Describe malware

Completed

You've heard about terms like malware, viruses, worms, and so on. But what do these things mean? Is a virus a worm? Exactly what does malware do? These are just some of the basic concepts you’ll learn about in this unit.

What is malware?

Malware comes from the combination of the words malicious and software. It’s a piece of software used by cybercriminals to infect systems and carry out actions that will cause harm. This could include stealing data or disrupting normal usage and processes.

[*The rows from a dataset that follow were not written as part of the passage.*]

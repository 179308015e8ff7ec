use clap::{Args, Parser, Subcommand};
use error_stack::{Report, ResultExt};

use crate::{
    auth::{ExpiryStyle, SessionCookieBuilder},
    server::{self, CorsSetting, ServerBind},
    Error,
};

pub mod db;
pub mod util;

#[derive(Debug, Parser)]
#[command(version, about)]
pub struct Cli {
    /// Do not read the .env file
    #[clap(long, global = true)]
    pub no_dotenv: bool,

    /// Server options, used when no subcommand is given.
    #[clap(flatten)]
    pub serve: ServeCommand,

    #[clap(subcommand)]
    pub command: Option<Command>,
}

#[derive(Debug, Subcommand)]
pub enum Command {
    /// Database management
    Db(db::DbCommand),
    /// Utilities
    Util(util::UtilCommand),
}

#[derive(Debug, Args)]
pub struct ServeCommand {
    /// The IP host to bind to
    #[clap(long, env = "HOST")]
    host: Option<String>,

    /// The TCP port to listen on
    #[clap(long, env = "PORT")]
    port: Option<u16>,

    /// The PostgreSQL database to connect to
    #[clap(long = "db", env = "DATABASE_URL")]
    database_url: Option<String>,

    /// The environment name, e.g. "development" or "production"
    #[clap(long, env = "ENV", default_value = "development")]
    env: String,

    /// Allow the session cookie over plain HTTP
    #[clap(long, env = "INSECURE")]
    insecure: bool,

    /// Request timeout, in seconds
    #[clap(long, env = "REQUEST_TIMEOUT", default_value_t = 60)]
    request_timeout: u64,

    /// Session idle expiry, in seconds
    #[clap(long, env = "SESSION_EXPIRY", default_value_t = 86400)]
    session_expiry: u64,

    /// Accept cross-origin requests from any origin
    #[clap(long, env = "CORS_ALLOW_ALL")]
    cors_allow_all: bool,

    /// Hosts to accept cross-origin requests from
    #[clap(long = "allowed-host", env = "ALLOWED_HOSTS", value_delimiter = ',')]
    allowed_hosts: Vec<String>,
}

impl ServeCommand {
    pub async fn handle(self) -> Result<(), Report<Error>> {
        let database_url = self
            .database_url
            .ok_or(Error::Config)
            .attach_printable("DATABASE_URL is required")?;

        let pg_pool = sqlx::PgPool::connect(&database_url)
            .await
            .change_context(Error::DbInit)?;

        let api_cors = if self.cors_allow_all {
            CorsSetting::AllowAll
        } else if !self.allowed_hosts.is_empty() {
            CorsSetting::AllowHostList
        } else {
            CorsSetting::None
        };

        let config = server::Config {
            env: self.env,
            bind: ServerBind::HostPort(
                self.host.unwrap_or_else(|| "127.0.0.1".to_string()),
                self.port.unwrap_or(8080),
            ),
            insecure: self.insecure,
            request_timeout: std::time::Duration::from_secs(self.request_timeout),
            pg_pool,
            cookie_configuration: SessionCookieBuilder::new(
                !self.insecure,
                tower_cookies::cookie::SameSite::Strict,
            ),
            session_expiry: ExpiryStyle::AfterIdle(std::time::Duration::from_secs(
                self.session_expiry,
            )),
            hosts: self.allowed_hosts,
            api_cors,
        };

        let server = server::create_server(config).await?;
        server.run().await
    }
}

pub async fn run(cli: Cli) -> Result<(), Report<Error>> {
    match cli.command {
        Some(Command::Db(cmd)) => cmd.handle().await,
        Some(Command::Util(cmd)) => cmd.handle().await,
        None => cli.serve.handle().await,
    }
}
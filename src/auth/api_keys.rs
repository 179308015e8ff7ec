use chrono::{DateTime, Utc};
use sha2::{Digest, Sha256};
use sqlx::PgExecutor;
use uuid::Uuid;

use crate::users::UserId;

const KEY_PREFIX: &str = "apk-";

/// A freshly generated API key. The full key string is only available here, at creation
/// time; the database stores its hash.
#[derive(Debug, Clone)]
pub struct ApiKeyData {
    pub api_key_id: Uuid,
    pub key: String,
    pub hash: Vec<u8>,
}

impl ApiKeyData {
    pub fn new() -> Self {
        let api_key_id = Uuid::now_v7();
        let secret = Uuid::new_v4();
        let key = format!("{KEY_PREFIX}{}.{}", api_key_id.simple(), secret.simple());
        let hash = hash_key(&key);

        Self {
            api_key_id,
            key,
            hash,
        }
    }
}

impl Default for ApiKeyData {
    fn default() -> Self {
        Self::new()
    }
}

pub fn hash_key(key: &str) -> Vec<u8> {
    Sha256::digest(key.as_bytes()).to_vec()
}

/// Split a presented key into its id and the hash to look up. Returns None when the key
/// doesn't have the expected shape.
pub fn parse_key(key: &str) -> Option<(Uuid, Vec<u8>)> {
    let rest = key.strip_prefix(KEY_PREFIX)?;
    let (id, _secret) = rest.split_once('.')?;
    let id = Uuid::try_parse(id).ok()?;
    Some((id, hash_key(key)))
}

/// The database-side representation of an API key.
#[derive(Debug, Clone)]
pub struct ApiKey {
    pub id: Uuid,
    pub user_id: UserId,
    pub description: String,
    pub active: bool,
    pub expires_at: DateTime<Utc>,
}

pub async fn add_api_key(
    db: impl PgExecutor<'_>,
    key: &ApiKey,
    hash: &[u8],
) -> Result<(), sqlx::Error> {
    sqlx::query(
        "INSERT INTO api_keys (id, user_id, key_hash, description, active, expires_at)
        VALUES ($1, $2, $3, $4, $5, $6)",
    )
    .bind(key.id)
    .bind(key.user_id.as_uuid())
    .bind(hash)
    .bind(&key.description)
    .bind(key.active)
    .bind(key.expires_at)
    .execute(db)
    .await?;

    Ok(())
}

#[cfg(test)]
mod test {
    use super::*;

    #[test]
    fn parse_generated_key() {
        let data = ApiKeyData::new();
        let (id, hash) = parse_key(&data.key).unwrap();
        assert_eq!(id, data.api_key_id);
        assert_eq!(hash, data.hash);
    }

    #[test]
    fn rejects_malformed_keys() {
        assert!(parse_key("").is_none());
        assert!(parse_key("apk-missing-dot").is_none());
        assert!(parse_key("wrong-prefix.secret").is_none());

        let data = ApiKeyData::new();
        assert!(parse_key(data.key.trim_start_matches("apk-")).is_none());
    }

    #[test]
    fn different_secrets_hash_differently() {
        let a = ApiKeyData::new();
        let b = ApiKeyData::new();
        assert_ne!(a.hash, b.hash);
    }
}
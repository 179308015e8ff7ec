pub mod endpoints;
pub mod queries;
pub mod types;

pub use types::*;

crate::make_object_id!(OrderId);
use axum::{
    extract::{Path, State},
    http::StatusCode,
    response::IntoResponse,
    routing,
};
use axum_extra::extract::Query;
use axum_jsonschema::Json;
use error_stack::ResultExt;

use super::{queries, types::*, OrderId};
use crate::{
    auth::{login_required, Authed},
    server::ServerState,
    Error,
};

async fn get(
    State(state): State<ServerState>,
    auth: Authed,
    Path(id): Path<OrderId>,
) -> Result<impl IntoResponse, Error> {
    let object = queries::get(&state.db, &auth, id).await?;

    Ok(Json(object))
}

async fn list(
    State(state): State<ServerState>,
    auth: Authed,
    Query(qs): Query<queries::ListQueryFilters>,
) -> Result<impl IntoResponse, Error> {
    let results = queries::list(&state.db, &auth, &qs).await?;

    Ok(Json(results))
}

async fn create(
    State(state): State<ServerState>,
    auth: Authed,
    Json(payload): Json<OrderCreatePayload>,
) -> Result<impl IntoResponse, Error> {
    let mut tx = state.db.begin().await.change_context(Error::Db)?;
    let result = queries::create(&mut tx, &auth, payload).await?;
    tx.commit().await.change_context(Error::Db)?;

    Ok((StatusCode::CREATED, Json(result)))
}

async fn delete(
    State(state): State<ServerState>,
    auth: Authed,
    Path(id): Path<OrderId>,
) -> Result<impl IntoResponse, Error> {
    let deleted = queries::delete(&state.db, &auth, id).await?;

    if deleted {
        Ok(StatusCode::OK)
    } else {
        Ok(StatusCode::NOT_FOUND)
    }
}

pub fn create_routes() -> axum::Router<ServerState> {
    // Orders belong to the calling user; any active user may manage their own.
    axum::Router::new()
        .route("/orders", routing::get(list).route_layer(login_required()))
        .route(
            "/orders/:id",
            routing::get(get).route_layer(login_required()),
        )
        .route(
            "/orders",
            routing::post(create).route_layer(login_required()),
        )
        .route(
            "/orders/:id",
            routing::delete(delete).route_layer(login_required()),
        )
}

Malware has two main components:

  • Propagation mechanism
  • Payload

What is a propagation mechanism?

Propagation is how the malware spreads itself across one or more systems. Here are a few examples of common propagation techniques:

Illustration showing the three most common forms of malware propagation: virus, worm, and trojan

Virus

Most of us are already familiar with this term. But what does it actually mean? First, let’s think about viruses in nontechnical terms. In biology, for example, a virus enters the human body, and once inside, can spread and cause harm. Technology-based viruses depend on some means of entry, specifically a user action, to get into a system. For example, a user might download a file or plug in a USB device that contains the virus, and contaminates the system. You now have a security breach.

Worm

In contrast to a virus, a worm doesn't need any user action to spread itself across systems. Instead, a worm causes damage by finding vulnerable systems it can exploit. Once inside, the worm can spread to other connected systems. For example, a worm might infect a device by exploiting a vulnerability in an application that runs on it. The worm can then spread across other devices in the same network and other connected networks.

Trojan

A trojan horse attack gets its name from classical history, where soldiers hid inside a wooden horse that was presented as a gift to the Trojans. When the Trojans brought the wooden horse into their city, the soldiers emerged from hiding and attacked. In the context of cybersecurity, a trojan is a type of malware that pretends to be a genuine piece of software. When a user installs the program, it can pretend to be working as advertised, but the program also secretly performs malicious actions such as stealing information.

What is a payload?

The payload is the action that a piece of malware performs on an infected device or system. Here are some common types of payload:

  • Ransomware is a payload that locks systems or data until the victim has paid a ransom. Suppose there's an unidentified vulnerability in a network of connected devices. A cybercriminal can exploit this to access and then encrypt all files across this network. The attacker then demands a ransom in return for decrypting the files. They might threaten to remove all of the files if the ransom hasn't been paid by a set deadline.
  • Spyware is a type of payload that spies on a device or system. For example, the malware may install keyboard scanning software on a user's device, collect password details, and transmit them back to the attacker, all without the user's knowledge.
  • Backdoors: A backdoor is a payload that enables a cybercriminal to exploit a vulnerability in a system or device to bypass existing security measures and cause harm. Imagine that a cybercriminal infiltrates a software developing company and leaves some code that allows them to carry out attacks. This becomes a backdoor that the cybercriminal could use to hack into the application, the device it's running on, and even the organization's and customers' networks and systems.
  • Botnet is a type of payload that joins a computer, server, or another device to a network of similarly infected devices that can be controlled remotely to carry out some nefarious action. A common application of botnet malware is crypto-mining (often referred to as crypto-mining malware). In this case, the malware connects a device to a botnet that consumes the device's computing power to mine or generate cryptocurrencies. A user might notice their computer is running slower than normal and getting worse by the day.